Manufacturing More Than Dividends

11/03/2010 2:00 pm EST


Benjamin Shepherd

Analyst, Breakthrough Tech Profits, Global Income Edge and Personal Finance

Benjamin Shepherd, associate editor of Personal Finance, likes two multinational manufacturing giants that also pay good dividends.

The recent financial crisis ravaged more than just banks and homebuilders. Manufacturers suffered their fair share of pain as weak demand prompted many businesses to draw down inventories.

But the picture has improved considerably. A robust restocking cycle added to order books and strengthened economic growth. Sales—and, by extension, production—of everything from automobiles to household appliances have been on the rise.

In many instances, this uptick in business flowed straight to the bottom line, as many manufacturers had slashed costs. Industrial manufacturers’ third-quarter results should be some of the best since the recession [began].

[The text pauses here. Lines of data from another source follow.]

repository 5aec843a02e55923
//! Health check endpoint.

use axum::{Json, Router, routing::get};
use serde::Serialize;

use crate::state::AppState;

/// Health check response.
#[derive(Serialize)]
pub struct HealthResponse {
    /// Service status.
    pub status: &'static str,
    /// Service name.
    pub service: &'static str,
    /// Service version.
    pub version: &'static str,
}

/// GET /health
async fn health_check() -> Json<HealthResponse> {
    Json(HealthResponse {
        status: "ok",
        service: env!("CARGO_PKG_NAME"),
        version: env!("CARGO_PKG_VERSION"),
    })
}

/// Returns the health check router.
pub fn router() -> Router<AppState> {
    Router::new().route("/health", get(health_check))
}
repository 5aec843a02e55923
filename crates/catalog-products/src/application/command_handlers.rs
//! Command handlers for the product context.
//!
//! This module contains application-level command handler functions that
//! orchestrate domain logic: validate, persist, then announce stock changes.

use catalog_core::error::CatalogError;
use catalog_core::notifier::{StockChangeEvent, StockChangePublisher};
use catalog_core::record::ProductRecord;
use catalog_core::repository::{ProductRepository, SellerRepository};
use tracing::{info, warn};
use uuid::Uuid;

use crate::domain::commands::{CreateProduct, DeleteProduct, UpdateProduct};
use crate::domain::representation::{ProductShape, ProductV1};

/// Handles the `CreateProduct` command: checks the seller, assigns a fresh
/// UUID and persists the product.
///
/// # Errors
///
/// Returns `CatalogError::Validation` for invalid attributes.
/// Returns `CatalogError::InvalidReference` if the seller does not exist.
/// Returns `CatalogError::Query` if the datastore fails.
pub async fn handle_create_product(
    command: &CreateProduct,
    products: &dyn ProductRepository,
    sellers: &dyn SellerRepository,
) -> Result<ProductV1, CatalogError> {
    command.validate()?;

    let seller = sellers
        .find_by_uuid(command.seller_uuid)
        .await?
        .ok_or(CatalogError::InvalidReference(command.seller_uuid))?;

    let record = ProductRecord {
        product_id: 0,
        uuid: Uuid::new_v4(),
        name: command.name.clone(),
        brand: command.brand.clone(),
        stock: command.stock,
        seller_uuid: seller.uuid,
    };
    products.insert(&record).await?;

    info!(
        correlation_id = %command.correlation_id,
        product_uuid = %record.uuid,
        "product created"
    );

    Ok(ProductV1::from_record(record, &()))
}

/// Handles the `UpdateProduct` command: replaces name, brand and stock and,
/// when the stock value changed, publishes a `StockChangeEvent`.
///
/// Publishing happens after the update is stored and cannot fail the
/// command.
///
/// # Errors
///
/// Returns `CatalogError::Validation` for invalid attributes.
/// Returns `CatalogError::NotFound` if the product does not exist.
/// Returns `CatalogError::Query` if the datastore fails.
pub async fn handle_update_product(
    command: &UpdateProduct,
    products: &dyn ProductRepository,
    sellers: &dyn SellerRepository,
    publisher: &dyn StockChangePublisher,
) -> Result<ProductV1, CatalogError> {
    command.validate()?;

    let mut record = products.find_by_uuid(command.product_uuid).await?;
    let old_stock = record.stock;

    record.name.clone_from(&command.name);
    record.brand.clone_from(&command.brand);
    record.stock = command.stock;

    products.update(&record).await?;

    info!(
        correlation_id = %command.correlation_id,
        product_uuid = %record.uuid,
        "product updated"
    );

    if old_stock != record.stock {
        announce_stock_change(&record, old_stock, sellers, publisher).await;
    }

    Ok(ProductV1::from_record(record, &()))
}

/// Handles the `DeleteProduct` command. The product must exist.
///
/// # Errors
///
/// Returns `CatalogError::NotFound` if the product does not exist.
/// Returns `CatalogError::Query` if the datastore fails.
pub async fn handle_delete_product(
    command: &DeleteProduct,
    products: &dyn ProductRepository,
) -> Result<(), CatalogError> {
    products.find_by_uuid(command.product_uuid).await?;
    products.delete(command.product_uuid).await?;

    info!(
        correlation_id = %command.correlation_id,
        product_uuid = %command.product_uuid,
        "product deleted"
    );

    Ok(())
}

async fn announce_stock_change(
    record: &ProductRecord,
    old_stock: u32,
    sellers: &dyn SellerRepository,
    publisher: &dyn StockChangePublisher,
) {
    let seller = match sellers.find_by_uuid(record.seller_uuid).await {
        Ok(Some(seller)) => seller,
        Ok(None) => {
            warn!(seller_uuid = %record.seller_uuid, "seller vanished; stock change not announced");
            return;
        }
        Err(e) => {
            warn!(seller_uuid = %record.seller_uuid, error = %e, "seller lookup failed; stock change not announced");
            return;
        }
    };

    let event = StockChangeEvent {
        email: seller.email,
        phone: seller.phone,
        old_stock,
        new_stock: record.stock,
        product_name: record.name.clone(),
        seller_uuid: seller.uuid,
    };
    publisher.publish(&event).await;
}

Admittedly, easy post-recession comparisons [have] ended for many firms, and contracting debt loads suggest that US consumers are focused on repairing household balance sheets rather than increasing spending.

But the sector’s long-term fundamentals remain sound. Manufacturers should resume previously postponed capital-spending initiatives, because older equipment reduces a firm’s ability to compete.

[Also,] although consumer spending won’t return to pre-recession levels any time soon, households can hold off on replacing worn-out goods [only] for so long.

Growing demand in emerging markets and stronger European [economies] should provide incentive to restart idled production lines.

[Meanwhile,] many industrial names still trade at attractive valuations.

Honeywell International (NYSE: HON) produces everything from jet engines and flight-navigation systems to automation and control systems and specialty materials.

One business line that shows promise focuses on technologies that reduce energy and water consumption—a major growth industry. Honeywell is also a leading producer of aerosols and refrigerants that replace chlorofluorocarbons (CFC, or Freon), a compound that depletes the ozone layer and is banned in many developed nations.

Meanwhile, Honeywell’s aerospace business is staging a strong comeback. The division’s revenue dropped sharply in 2007 and 2008, as demand for small planes plunged. But resurging orders in the US and strong demand in Asia and the Middle East are fueling an earnings recovery.

Yielding 2.8%, HON is a Buy under $47. (It closed slightly above that Tuesday--Editor.)

Defense spending drives the bulk of ITT’s (NYSE: ITT) business, and the stock has sold off sharply as the US winds down operations in Iraq. Cuts to the defense budget are likely, though the stock’s recent nosedive appears overdone. Future spending cuts will probably be better characterized as surgical strikes rather than the slash-and-burn campaign the market appears to expect.

And ITT’s areas of expertise should provide a degree of insulation. The firm produces strategic command-and-control systems, tactical warning and assessment systems, and cutting-edge radio technologies—products that are crucial to supporting our military.

ITT also operates a successful fluid-technology segment that specializes in water and waste-water treatment systems. Demand for water infrastructure and fluid-control solutions has exploded amid increasing urbanization in emerging markets and stricter regulation of pollution.

That provides plenty of opportunity to boost recurring revenue through long-term service contracts.

Buy ITT under $50. (It closed above $47 Tuesday, yielding 2.1%—Editor.)